(WORK REQUEST): Return the lines of the data below exactly. Start at the first and end with the line containing "pub fn classify(stderr: &str)".

[[ SUPPLIED DATA open ]]

//! Client for the `jj` command-line tool.
//!
//! Every operation spawns `jj` as a subprocess with an explicit working
//! directory, captures stdout/stderr separately, and waits for exit.
//! Failures are classified by matching known substrings in stderr; the raw
//! stderr text is always preserved for display.

mod diff;
mod ops;

pub use diff::DiffOptions;

use log::debug;
use std::path::{Path, PathBuf};
use std::process::Command;
use thiserror::Error;

/// What a failed jj invocation means, derived from its stderr output.
#[derive(Debug, Clone, Copy, PartialEq, Eq)]
pub enum ErrorKind {
    /// The working directory is not inside a jj repository
    NotRepo,
    /// `jj workspace add` target already exists
    WorkspaceExists,
    /// The named workspace is not registered
    WorkspaceNotFound,
    /// The workspace's working copy is stale and needs `workspace update-stale`
    StaleWorkingCopy,
    /// Anything we could not classify
    Other,
}

/// Substring -> kind table used to classify stderr output.
///
/// jj does not version its error text, so these matches are best-effort
/// and may need updating for future jj releases. Matching is
/// case-insensitive `contains`.
const CLASSIFICATION: &[(&str, ErrorKind)] = &[
    ("not a jj repo", ErrorKind::NotRepo),
    ("there is no jj repo", ErrorKind::NotRepo),
    ("already exists", ErrorKind::WorkspaceExists),
    ("no such workspace", ErrorKind::WorkspaceNotFound),
    ("working copy is stale", ErrorKind::StaleWorkingCopy),
];

/// Classify stderr text against the known-substring table.
pub fn classify(stderr: &str) -> ErrorKind {
    let lowered = stderr.to_lowercase();
    for (needle, kind) in CLASSIFICATION {
        if lowered.contains(needle) {
            return *kind;
        }
    }
    ErrorKind::Other
}

/// A failed jj invocation.
///
/// Carries the subcommand that was run, the raw stderr text, the derived
/// [`ErrorKind`], the exit code if the process ran, and the spawn error if
/// it did not.
#[derive(Debug, Error)]
#[error("jj {cmd}: {stderr}")]
pub struct CommandError {
    /// The jj arguments that were run, joined with spaces
    pub cmd: String,
    /// Raw stderr output (or the spawn failure text)
    pub stderr: String,
    /// Classification derived from stderr
    pub kind: ErrorKind,
    /// Exit code, if the process ran to completion
    pub exit_code: Option<i32>,
    /// Underlying spawn failure, if the process never ran
    #[source]
    pub source: Option<std::io::Error>,
}

impl CommandError {
    /// Build an error from a non-zero exit, classifying stderr.
    pub fn new(cmd: impl Into<String>, stderr: impl Into<String>, exit_code: Option<i32>) -> Self {
        let stderr = stderr.into();
        let kind = classify(&stderr);
        Self {
            cmd: cmd.into(),
            stderr,
            kind,
            exit_code,
            source: None,
        }
    }

    /// Build an error for a process that could not be spawned at all.
    pub fn spawn(cmd: impl Into<String>, err: std::io::Error) -> Self {
        Self {
            cmd: cmd.into(),
            stderr: format!("failed to run jj: {err}"),
            kind: ErrorKind::Other,
            exit_code: None,
            source: Some(err),
        }
    }
}

/// A jj workspace as reported by `jj workspace list`.
#[derive(Debug, Clone, PartialEq, Eq)]
pub struct Workspace {
    /// Workspace name, unique within the repository
    pub name: String,
    /// Short change ID of the workspace's working copy, if reported
    pub change_id: Option<String>,
}

/// One changed file in `jj st` output.
#[derive(Debug, Clone, PartialEq, Eq)]
pub struct Change {
    /// Single-letter status (M, A, D, R, C)
    pub status: char,
    /// Repo-relative path
    pub path: String,
}

/// Parsed `jj st` output.
#[derive(Debug, Clone, Default, PartialEq, Eq)]
pub struct Status {
    /// Changed files in the working copy
    pub changes: Vec<Change>,
    /// Whether jj reported unresolved conflicts
    pub has_conflicts: bool,
}

/// One commit from `jj log`.
#[derive(Debug, Clone, PartialEq, Eq)]
pub struct Commit {
    /// Short change ID
    pub change_id: String,
    /// First line of the description (may be empty)
    pub description: String,
}

/// Options for `jj log`.
#[derive(Debug, Clone, Default)]
pub struct LogOptions {
    /// Maximum number of entries to return
    pub limit: Option<usize>,
}

/// Synchronous client for the jj binary.
///
/// Holds no state beyond the executable path and the working directory
/// used for calls that do not name a directory explicitly.
#[derive(Debug, Clone)]
pub struct Client {
    jj_bin: String,
    work_dir: PathBuf,
}

impl Client {
    /// Create a client rooted at `work_dir`, using `jj` from PATH.
    pub fn new(work_dir: impl Into<PathBuf>) -> Self {
        Self {
            jj_bin: "jj".to_string(),
            work_dir: work_dir.into(),
        }
    }

    /// Override the jj executable path.
    pub fn with_jj_bin(mut self, jj_bin: impl Into<String>) -> Self {
        self.jj_bin = jj_bin.into();
        self
    }

    /// The jj executable this client invokes.
    pub fn jj_bin(&self) -> &str {
        &self.jj_bin
    }

    /// The default working directory for this client.
    pub fn work_dir(&self) -> &Path {
        &self.work_dir
    }

    /// Run jj with the given arguments in the client's working directory.
    ///
    /// Returns trimmed stdout on success.
    pub fn run(&self, args: &[&str]) -> Result<String, CommandError> {
        self.run_in(&self.work_dir, args)
    }

    /// Run jj with the given arguments in an explicit directory.
    pub fn run_in(&self, dir: &Path, args: &[&str]) -> Result<String, CommandError> {
        let cmd = args.join(" ");
        debug!("running jj {} in {}", cmd, dir.display());

        let output = Command::new(&self.jj_bin)
            .args(args)
            .current_dir(dir)
            .output()
            .map_err(|e| CommandError::spawn(cmd.clone(), e))?;

        if output.status.success() {
            Ok(String::from_utf8_lossy(&output.stdout).trim().to_string())
        } else {
            let stderr = String::from_utf8_lossy(&output.stderr).trim().to_string();
            Err(CommandError::new(cmd, stderr, output.status.code()))
        }
    }

    /// List all workspaces registered in the repository.
    pub fn workspace_list(&self) -> Result<Vec<Workspace>, CommandError> {
        let stdout = self.run(&["workspace", "list"])?;
        Ok(parse_workspace_list(&stdout))
    }

    /// Add a workspace at `path`, optionally based on a revision.
    pub fn workspace_add(&self, path: &Path, revision: Option<&str>) -> Result<(), CommandError> {
        let path_str = path.to_string_lossy();
        let mut args = vec!["workspace", "add", path_str.as_ref()];
        if let Some(rev) = revision {
            args.push("-r");
            args.push(rev);
        }
        self.run(&args)?;
        Ok(())
    }

    /// Forget a workspace by name. Does NOT remove its directory.
    pub fn workspace_forget(&self, name: &str) -> Result<(), CommandError> {
        self.run(&["workspace", "forget", name])?;
        Ok(())
    }

    /// Resolve the root directory of the current workspace.
    pub fn workspace_root(&self) -> Result<PathBuf, CommandError> {
        let stdout = self.run(&["workspace", "root"])?;
        Ok(PathBuf::from(stdout))
    }

    /// Update a stale working copy to match the repository view.
    pub fn workspace_update_stale(&self, dir: &Path) -> Result<(), CommandError> {
        self.run_in(dir, &["workspace", "update-stale"])?;
        Ok(())
    }

    /// Commit log, newest first.
    pub fn log(&self, opts: Option<&LogOptions>) -> Result<Vec<Commit>, CommandError> {
        let template = r#"change_id.short() ++ "\t" ++ description.first_line() ++ "\n""#;
        let mut args = vec!["log", "--no-graph", "-T", template];
        let limit;
        if let Some(n) = opts.and_then(|o| o.limit) {
            limit = n.to_string();
            args.push("--limit");
            args.push(&limit);
        }
        let stdout = self.run(&args)?;
        Ok(parse_log(&stdout))
    }

    /// Short change ID of the working copy in `dir`.
    pub fn working_copy_change_id(&self, dir: &Path) -> Result<String, CommandError> {
        self.run_in(dir, &["log", "-r", "@", "--no-graph", "-T", "change_id.short()"])
    }

    /// Short change ID of the working copy's parent in `dir`.
    pub fn parent_change_id(&self, dir: &Path) -> Result<String, CommandError> {
        self.run_in(dir, &["log", "-r", "@-", "--no-graph", "-T", "change_id.short()"])
    }
}

/// Parse `jj workspace list` output.
///
/// Each line looks like `name: changeid commitid description`. Unknown
/// lines and trailing blanks are ignored rather than causing failure.
fn parse_workspace_list(stdout: &str) -> Vec<Workspace> {
    let mut workspaces = Vec::new();
    for line in stdout.lines() {
        let line = line.trim();
        if line.is_empty() {
            continue;
        }
        let Some((name, rest)) = line.split_once(':') else {
            continue;
        };
        let name = name.trim();
        if name.is_empty() || name.contains(char::is_whitespace) {
            continue;
        }
        let change_id = rest.split_whitespace().next().map(str::to_string);
        workspaces.push(Workspace {
            name: name.to_string(),
            change_id,
        });
    }
    workspaces
}

/// Parse `jj st` output into a [`Status`].
fn parse_status(stdout: &str) -> Status {
    let mut status = Status::default();
    for line in stdout.lines() {
        let line = line.trim_end();
        if line.to_lowercase().contains("conflict") {
            status.has_conflicts = true;
        }
        let mut chars = line.chars();
        let (Some(flag), Some(' ')) = (chars.next(), chars.next()) else {
            continue;
        };
        if !matches!(flag, 'M' | 'A' | 'D' | 'R' | 'C') {
            continue;
        }
        let path = chars.as_str().trim();
        if path.is_empty() {
            continue;
        }
        status.changes.push(Change {
            status: flag,
            path: path.to_string(),
        });
    }
    status
}

/// Parse the tab-separated log template output.
fn parse_log(stdout: &str) -> Vec<Commit> {
    let mut commits = Vec::new();
    for line in stdout.lines() {
        let line = line.trim_end();
        if line.is_empty() {
            continue;
        }
        let (change_id, description) = match line.split_once('\t') {
            Some((id, desc)) => (id, desc),
            None => (line, ""),
        };
        if change_id.is_empty() {
            continue;
        }
        commits.push(Commit {
            change_id: change_id.to_string(),
            description: description.to_string(),
        });
    }
    commits
}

[[ SUPPLIED DATA closed ]]

(THE ANSWER):
//! Client for the `jj` command-line tool.
//!
//! Every operation spawns `jj` as a subprocess with an explicit working
//! directory, captures stdout/stderr separately, and waits for exit.
//! Failures are classified by matching known substrings in stderr; the raw
//! stderr text is always preserved for display.

mod diff;
mod ops;

pub use diff::DiffOptions;

use log::debug;
use std::path::{Path, PathBuf};
use std::process::Command;
use thiserror::Error;

/// What a failed jj invocation means, derived from its stderr output.
#[derive(Debug, Clone, Copy, PartialEq, Eq)]
pub enum ErrorKind {
    /// The working directory is not inside a jj repository
    NotRepo,
    /// `jj workspace add` target already exists
    WorkspaceExists,
    /// The named workspace is not registered
    WorkspaceNotFound,
    /// The workspace's working copy is stale and needs `workspace update-stale`
    StaleWorkingCopy,
    /// Anything we could not classify
    Other,
}

/// Substring -> kind table used to classify stderr output.
///
/// jj does not version its error text, so these matches are best-effort
/// and may need updating for future jj releases. Matching is
/// case-insensitive `contains`.
const CLASSIFICATION: &[(&str, ErrorKind)] = &[
    ("not a jj repo", ErrorKind::NotRepo),
    ("there is no jj repo", ErrorKind::NotRepo),
    ("already exists", ErrorKind::WorkspaceExists),
    ("no such workspace", ErrorKind::WorkspaceNotFound),
    ("working copy is stale", ErrorKind::StaleWorkingCopy),
];

/// Classify stderr text against the known-substring table.
pub fn classify(stderr: &str) -> ErrorKind {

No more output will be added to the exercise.